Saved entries
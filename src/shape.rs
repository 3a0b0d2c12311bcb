//! Shape selection: picking the most compact element for each region.

use log::trace;

use crate::document::{Attributes, Element, Group, Path, Polygon, Rect};
use crate::error::KvadratError;
use crate::geometry::{GeometryKernel, Point, Region};
use crate::raster::Color;
use crate::svg::element_markup;

/// Slack for comparing edge vectors of canonical (snapped) rings.
const RECT_EPSILON: f64 = 1e-9;

/// Returns true if `region` is an axis-aligned rectangle.
///
/// The region must have no holes and its outer ring exactly four distinct
/// vertices. Opposite edges must be parallel and of equal length, adjacent
/// edges perpendicular, and every edge parallel to an axis.
pub fn is_rect(region: &Region) -> bool {
    if region.has_holes() {
        return false;
    }
    let ring = region.exterior();
    if ring.len() != 4 || ring.distinct_len() != 4 {
        return false;
    }

    let edges: Vec<Point> = ring
        .edges()
        .map(|(a, b)| Point::new(b.x - a.x, b.y - a.y))
        .collect();

    let near = |a: f64, b: f64| (a - b).abs() <= RECT_EPSILON;
    let opposite_match = (0..2).all(|i| {
        let (e, o) = (edges[i], edges[i + 2]);
        near(e.x, -o.x) && near(e.y, -o.y)
    });
    let perpendicular = (0..4).all(|i| {
        let (e, n) = (edges[i], edges[(i + 1) % 4]);
        near(e.x * n.x + e.y * n.y, 0.0)
    });
    let axis_aligned = edges.iter().all(|e| near(e.x, 0.0) != near(e.y, 0.0));

    opposite_match && perpendicular && axis_aligned
}

/// Chooses the output element for each region of a color.
pub struct ShapeSelector<'k, K: GeometryKernel + ?Sized> {
    kernel: &'k K,
}

impl<'k, K: GeometryKernel + ?Sized> ShapeSelector<'k, K> {
    /// Creates a selector; the kernel is used to emit path data.
    pub fn new(kernel: &'k K) -> Self {
        Self { kernel }
    }

    /// Picks the encoding for one canonical region.
    ///
    /// Regions with holes become a path. Otherwise a rectangle is used when
    /// the region is one and its markup is no longer than the polygon's.
    ///
    /// # Errors
    /// Returns [`KvadratError::Geometry`] if the region violates the
    /// chosen element's invariants, and [`KvadratError::Format`] if path
    /// data cannot be normalized.
    pub fn select_region(
        &self,
        region: &Region,
        attributes: Attributes,
    ) -> Result<Element, KvadratError> {
        if region.has_holes() {
            return Ok(Element::Path(Path::from_region(
                region,
                self.kernel,
                attributes,
            )?));
        }

        let polygon = Element::Polygon(Polygon::from_region(region, attributes.clone())?);
        if !is_rect(region) {
            return Ok(polygon);
        }

        let rect = Element::Rect(Rect::from_region(region, attributes)?);
        let rect_len = element_markup(&rect).len();
        let polygon_len = element_markup(&polygon).len();
        trace!(
            "region at {:?}: rect {} bytes, polygon {} bytes",
            region.bounds(),
            rect_len,
            polygon_len
        );
        Ok(if rect_len <= polygon_len { rect } else { polygon })
    }

    /// Builds the element for all regions of one color.
    ///
    /// A single region yields its element directly; several regions yield
    /// one group that carries the fill, with children ordered by area and
    /// then by first vertex. No regions yield no element.
    ///
    /// # Errors
    /// Fails like [`Self::select_region`].
    pub fn select(
        &self,
        regions: &[Region],
        color: Color,
    ) -> Result<Option<Element>, KvadratError> {
        let fill = Attributes::from([("fill".to_string(), color.fill())]);

        match regions {
            [] => Ok(None),
            [region] => self.select_region(region, fill).map(Some),
            _ => {
                let mut ordered: Vec<&Region> = regions.iter().collect();
                ordered.sort_by(|a, b| {
                    a.area().total_cmp(&b.area()).then_with(|| {
                        match (a.exterior().points().first(), b.exterior().points().first()) {
                            (Some(pa), Some(pb)) => pa.cmp_xy(pb),
                            (pa, pb) => pa.is_some().cmp(&pb.is_some()),
                        }
                    })
                });
                let children = ordered
                    .into_iter()
                    .map(|region| self.select_region(region, Attributes::new()))
                    .collect::<Result<Vec<_>, _>>()?;
                Ok(Some(Element::Group(Group::new(children, fill))))
            }
        }
    }
}

#[cfg(test)]
mod tests {
    use super::*;
    use crate::geometry::{BoundingBox, ClipperKernel, Ring};
    use crate::raster::Coordinate;

    fn ring_region(coords: &[(f64, f64)]) -> Region {
        Region::new(Ring::from_coords(coords), Vec::new())
    }

    #[test]
    fn unit_square_is_a_rect() {
        assert!(is_rect(&Region::unit_square(Coordinate::new(5, 5))));
        assert!(is_rect(&ring_region(&[(0.0, 0.0), (4.0, 0.0), (4.0, 2.0), (0.0, 2.0)])));
    }

    #[test]
    fn non_rectangles_are_rejected() {
        // L shape
        assert!(!is_rect(&ring_region(&[
            (0.0, 0.0),
            (2.0, 0.0),
            (2.0, 1.0),
            (1.0, 1.0),
            (1.0, 2.0),
            (0.0, 2.0),
        ])));
        // rotated square
        assert!(!is_rect(&ring_region(&[(1.0, 0.0), (2.0, 1.0), (1.0, 2.0), (0.0, 1.0)])));
        // trapezoid
        assert!(!is_rect(&ring_region(&[(0.0, 0.0), (3.0, 0.0), (2.0, 1.0), (1.0, 1.0)])));
        // square with a collinear extra vertex
        assert!(!is_rect(&ring_region(&[
            (0.0, 0.0),
            (1.0, 0.0),
            (2.0, 0.0),
            (2.0, 2.0),
            (0.0, 2.0),
        ])));
    }

    #[test]
    fn regions_with_holes_are_not_rects() {
        let region = Region::new(
            Ring::from_coords(&[(0.0, 0.0), (3.0, 0.0), (3.0, 3.0), (0.0, 3.0)]),
            vec![Ring::from_coords(&[(1.0, 1.0), (1.0, 2.0), (2.0, 2.0), (2.0, 1.0)])],
        );
        assert!(!is_rect(&region));
    }

    #[test]
    fn small_coordinates_prefer_polygon() {
        let kernel = ClipperKernel::default();
        let selector = ShapeSelector::new(&kernel);
        let element = selector
            .select_region(&Region::unit_square(Coordinate::new(5, 5)), Attributes::new())
            .unwrap();
        assert!(matches!(element, Element::Polygon(_)));
    }

    #[test]
    fn long_coordinates_prefer_rect() {
        let kernel = ClipperKernel::default();
        let selector = ShapeSelector::new(&kernel);
        let element = selector
            .select_region(&Region::unit_square(Coordinate::new(100, 100)), Attributes::new())
            .unwrap();
        match element {
            Element::Rect(rect) => {
                assert_eq!(rect.bounds(), BoundingBox::new(100.0, 100.0, 1.0, 1.0))
            }
            other => panic!("expected rect, got {:?}", other),
        }
    }

    #[test]
    fn holes_force_a_path() {
        let kernel = ClipperKernel::default();
        let selector = ShapeSelector::new(&kernel);
        let region = Region::new(
            Ring::from_coords(&[(0.0, 0.0), (3.0, 0.0), (3.0, 3.0), (0.0, 3.0)]),
            vec![Ring::from_coords(&[(1.0, 1.0), (1.0, 2.0), (2.0, 2.0), (2.0, 1.0)])],
        );
        let element = selector.select_region(&region, Attributes::new()).unwrap();
        assert!(matches!(element, Element::Path(_)));
    }

    #[test]
    fn single_region_carries_fill() {
        let kernel = ClipperKernel::default();
        let selector = ShapeSelector::new(&kernel);
        let element = selector
            .select(
                &[Region::unit_square(Coordinate::new(0, 0))],
                Color::opaque(255, 0, 0),
            )
            .unwrap()
            .unwrap();
        assert_eq!(element.attributes().get("fill").map(String::as_str), Some("red"));
    }

    #[test]
    fn several_regions_become_a_group() {
        let kernel = ClipperKernel::default();
        let selector = ShapeSelector::new(&kernel);
        let big = ring_region(&[(3.0, 3.0), (5.0, 3.0), (5.0, 5.0), (3.0, 5.0)]);
        let small = Region::unit_square(Coordinate::new(0, 0));
        let element = selector
            .select(&[big, small], Color::opaque(0, 0, 0))
            .unwrap()
            .unwrap();

        let Element::Group(group) = element else {
            panic!("expected a group");
        };
        assert_eq!(group.attributes.get("fill").map(String::as_str), Some("#000"));
        assert_eq!(group.children.len(), 2);
        assert_eq!(group.children[0].area(), 1.0);
        assert_eq!(group.children[1].area(), 4.0);
        assert!(group.children.iter().all(|c| c.attributes().is_empty()));
    }

    #[test]
    fn no_regions_no_element() {
        let kernel = ClipperKernel::default();
        let selector = ShapeSelector::new(&kernel);
        assert!(selector.select(&[], Color::opaque(0, 0, 0)).unwrap().is_none());
    }
}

INSTRUCTIONS FOR THE TASK:
Up to and including the line with "element's invariants, and", output each line of the entries above exactly, starting from the first.

ANSWER:
filename src/shape.rs
repository 3a0b0d2c12311bcb
//! Shape selection: picking the most compact element for each region.

use log::trace;

use crate::document::{Attributes, Element, Group, Path, Polygon, Rect};
use crate::error::KvadratError;
use crate::geometry::{GeometryKernel, Point, Region};
use crate::raster::Color;
use crate::svg::element_markup;

/// Slack for comparing edge vectors of canonical (snapped) rings.
const RECT_EPSILON: f64 = 1e-9;

/// Returns true if `region` is an axis-aligned rectangle.
///
/// The region must have no holes and its outer ring exactly four distinct
/// vertices. Opposite edges must be parallel and of equal length, adjacent
/// edges perpendicular, and every edge parallel to an axis.
pub fn is_rect(region: &Region) -> bool {
    if region.has_holes() {
        return false;
    }
    let ring = region.exterior();
    if ring.len() != 4 || ring.distinct_len() != 4 {
        return false;
    }

    let edges: Vec<Point> = ring
        .edges()
        .map(|(a, b)| Point::new(b.x - a.x, b.y - a.y))
        .collect();

    let near = |a: f64, b: f64| (a - b).abs() <= RECT_EPSILON;
    let opposite_match = (0..2).all(|i| {
        let (e, o) = (edges[i], edges[i + 2]);
        near(e.x, -o.x) && near(e.y, -o.y)
    });
    let perpendicular = (0..4).all(|i| {
        let (e, n) = (edges[i], edges[(i + 1) % 4]);
        near(e.x * n.x + e.y * n.y, 0.0)
    });
    let axis_aligned = edges.iter().all(|e| near(e.x, 0.0) != near(e.y, 0.0));

    opposite_match && perpendicular && axis_aligned
}

/// Chooses the output element for each region of a color.
pub struct ShapeSelector<'k, K: GeometryKernel + ?Sized> {
    kernel: &'k K,
}

impl<'k, K: GeometryKernel + ?Sized> ShapeSelector<'k, K> {
    /// Creates a selector; the kernel is used to emit path data.
    pub fn new(kernel: &'k K) -> Self {
        Self { kernel }
    }

    /// Picks the encoding for one canonical region.
    ///
    /// Regions with holes become a path. Otherwise a rectangle is used when
    /// the region is one and its markup is no longer than the polygon's.
    ///
    /// # Errors
    /// Returns [`KvadratError::Geometry`] if the region violates the
    /// chosen element's invariants, and [`KvadratError::Format`] if path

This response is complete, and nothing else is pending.